▶ [WORK ITEM] Every line containing the word "match" is to be copied from the data below.

+++ LISTED RECORDS +++

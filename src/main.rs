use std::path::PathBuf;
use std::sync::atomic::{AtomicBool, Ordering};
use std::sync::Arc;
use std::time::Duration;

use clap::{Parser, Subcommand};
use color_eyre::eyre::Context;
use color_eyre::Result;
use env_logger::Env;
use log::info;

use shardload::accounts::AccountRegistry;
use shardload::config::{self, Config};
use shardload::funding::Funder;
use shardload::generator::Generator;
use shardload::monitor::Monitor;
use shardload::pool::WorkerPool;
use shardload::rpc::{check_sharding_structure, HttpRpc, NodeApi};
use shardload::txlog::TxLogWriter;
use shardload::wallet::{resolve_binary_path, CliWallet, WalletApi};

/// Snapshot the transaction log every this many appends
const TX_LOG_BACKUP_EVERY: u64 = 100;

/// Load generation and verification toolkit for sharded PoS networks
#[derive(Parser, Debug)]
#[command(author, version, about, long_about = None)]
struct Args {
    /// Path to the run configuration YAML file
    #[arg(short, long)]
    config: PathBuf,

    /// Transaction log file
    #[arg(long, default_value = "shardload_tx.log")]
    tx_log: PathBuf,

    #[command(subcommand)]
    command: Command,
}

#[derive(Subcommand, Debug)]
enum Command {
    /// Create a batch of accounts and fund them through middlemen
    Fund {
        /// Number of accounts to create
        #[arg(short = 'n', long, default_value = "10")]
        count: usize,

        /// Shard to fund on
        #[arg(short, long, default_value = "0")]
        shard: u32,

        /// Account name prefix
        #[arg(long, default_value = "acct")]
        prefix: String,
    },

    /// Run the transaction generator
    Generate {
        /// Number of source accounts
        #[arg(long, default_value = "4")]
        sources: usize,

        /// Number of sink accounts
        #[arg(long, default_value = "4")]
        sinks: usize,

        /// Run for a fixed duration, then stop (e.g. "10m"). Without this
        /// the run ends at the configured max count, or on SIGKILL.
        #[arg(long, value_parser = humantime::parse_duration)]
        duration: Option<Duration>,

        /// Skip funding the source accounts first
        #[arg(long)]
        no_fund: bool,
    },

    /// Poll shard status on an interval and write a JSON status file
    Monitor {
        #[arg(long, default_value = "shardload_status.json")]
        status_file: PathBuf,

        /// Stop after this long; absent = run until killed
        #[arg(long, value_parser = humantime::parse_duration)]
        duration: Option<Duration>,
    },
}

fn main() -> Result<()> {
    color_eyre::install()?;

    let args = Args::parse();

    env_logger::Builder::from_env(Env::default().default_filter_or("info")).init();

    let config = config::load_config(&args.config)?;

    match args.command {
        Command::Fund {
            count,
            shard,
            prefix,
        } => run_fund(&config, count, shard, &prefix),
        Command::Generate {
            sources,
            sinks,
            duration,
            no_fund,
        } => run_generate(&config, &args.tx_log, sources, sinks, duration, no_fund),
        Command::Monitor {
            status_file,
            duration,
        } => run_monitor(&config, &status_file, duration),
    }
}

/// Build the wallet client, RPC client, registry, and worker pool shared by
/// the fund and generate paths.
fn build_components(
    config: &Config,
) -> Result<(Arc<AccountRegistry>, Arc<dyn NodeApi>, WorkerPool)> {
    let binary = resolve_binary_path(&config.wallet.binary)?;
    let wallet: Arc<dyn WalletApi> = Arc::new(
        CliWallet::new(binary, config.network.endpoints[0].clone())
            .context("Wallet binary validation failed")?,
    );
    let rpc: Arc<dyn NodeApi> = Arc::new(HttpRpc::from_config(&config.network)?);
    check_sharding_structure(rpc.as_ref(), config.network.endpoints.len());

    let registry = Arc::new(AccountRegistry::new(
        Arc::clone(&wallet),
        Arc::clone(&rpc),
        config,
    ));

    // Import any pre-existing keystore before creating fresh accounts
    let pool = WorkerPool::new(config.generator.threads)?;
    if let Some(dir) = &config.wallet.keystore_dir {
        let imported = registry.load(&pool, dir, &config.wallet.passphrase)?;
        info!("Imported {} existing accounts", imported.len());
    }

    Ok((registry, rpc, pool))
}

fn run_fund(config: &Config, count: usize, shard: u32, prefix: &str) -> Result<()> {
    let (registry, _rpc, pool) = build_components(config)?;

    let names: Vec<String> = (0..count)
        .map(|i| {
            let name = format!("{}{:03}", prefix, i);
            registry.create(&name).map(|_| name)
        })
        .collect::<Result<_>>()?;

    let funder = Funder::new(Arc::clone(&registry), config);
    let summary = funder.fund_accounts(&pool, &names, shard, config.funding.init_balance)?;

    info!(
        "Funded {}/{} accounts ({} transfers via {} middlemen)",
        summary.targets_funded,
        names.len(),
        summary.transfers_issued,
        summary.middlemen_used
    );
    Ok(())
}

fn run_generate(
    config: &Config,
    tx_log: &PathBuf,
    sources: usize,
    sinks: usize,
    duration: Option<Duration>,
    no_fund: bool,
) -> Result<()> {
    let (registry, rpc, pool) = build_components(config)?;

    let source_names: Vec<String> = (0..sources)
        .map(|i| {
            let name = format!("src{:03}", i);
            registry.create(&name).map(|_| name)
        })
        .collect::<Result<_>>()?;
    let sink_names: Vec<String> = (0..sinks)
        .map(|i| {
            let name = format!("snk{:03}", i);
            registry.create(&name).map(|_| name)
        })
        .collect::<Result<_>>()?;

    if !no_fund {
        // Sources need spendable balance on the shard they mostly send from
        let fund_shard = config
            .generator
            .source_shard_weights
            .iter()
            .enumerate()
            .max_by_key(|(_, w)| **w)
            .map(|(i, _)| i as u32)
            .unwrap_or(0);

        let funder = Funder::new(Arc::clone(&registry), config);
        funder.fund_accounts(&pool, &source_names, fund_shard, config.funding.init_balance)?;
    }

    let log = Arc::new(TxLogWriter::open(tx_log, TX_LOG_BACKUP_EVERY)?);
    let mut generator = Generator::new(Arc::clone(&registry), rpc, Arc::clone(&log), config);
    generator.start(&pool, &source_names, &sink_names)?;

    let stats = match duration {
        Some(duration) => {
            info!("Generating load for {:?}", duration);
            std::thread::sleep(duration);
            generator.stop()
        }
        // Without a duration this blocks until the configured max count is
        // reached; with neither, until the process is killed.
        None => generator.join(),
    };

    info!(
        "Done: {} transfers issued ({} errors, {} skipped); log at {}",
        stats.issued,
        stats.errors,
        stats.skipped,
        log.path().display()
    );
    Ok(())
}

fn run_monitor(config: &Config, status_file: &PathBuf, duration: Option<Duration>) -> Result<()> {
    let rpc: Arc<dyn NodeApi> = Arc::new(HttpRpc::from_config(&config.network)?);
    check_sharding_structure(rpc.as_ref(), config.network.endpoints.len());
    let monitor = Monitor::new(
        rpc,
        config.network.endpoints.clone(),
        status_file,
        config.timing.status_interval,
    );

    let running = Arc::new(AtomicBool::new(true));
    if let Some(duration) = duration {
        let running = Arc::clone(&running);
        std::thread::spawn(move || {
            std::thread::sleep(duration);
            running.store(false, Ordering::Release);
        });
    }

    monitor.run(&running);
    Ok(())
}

+++

▶ [EXERCISE RESPONSE]
    match args.command {
    let stats = match duration {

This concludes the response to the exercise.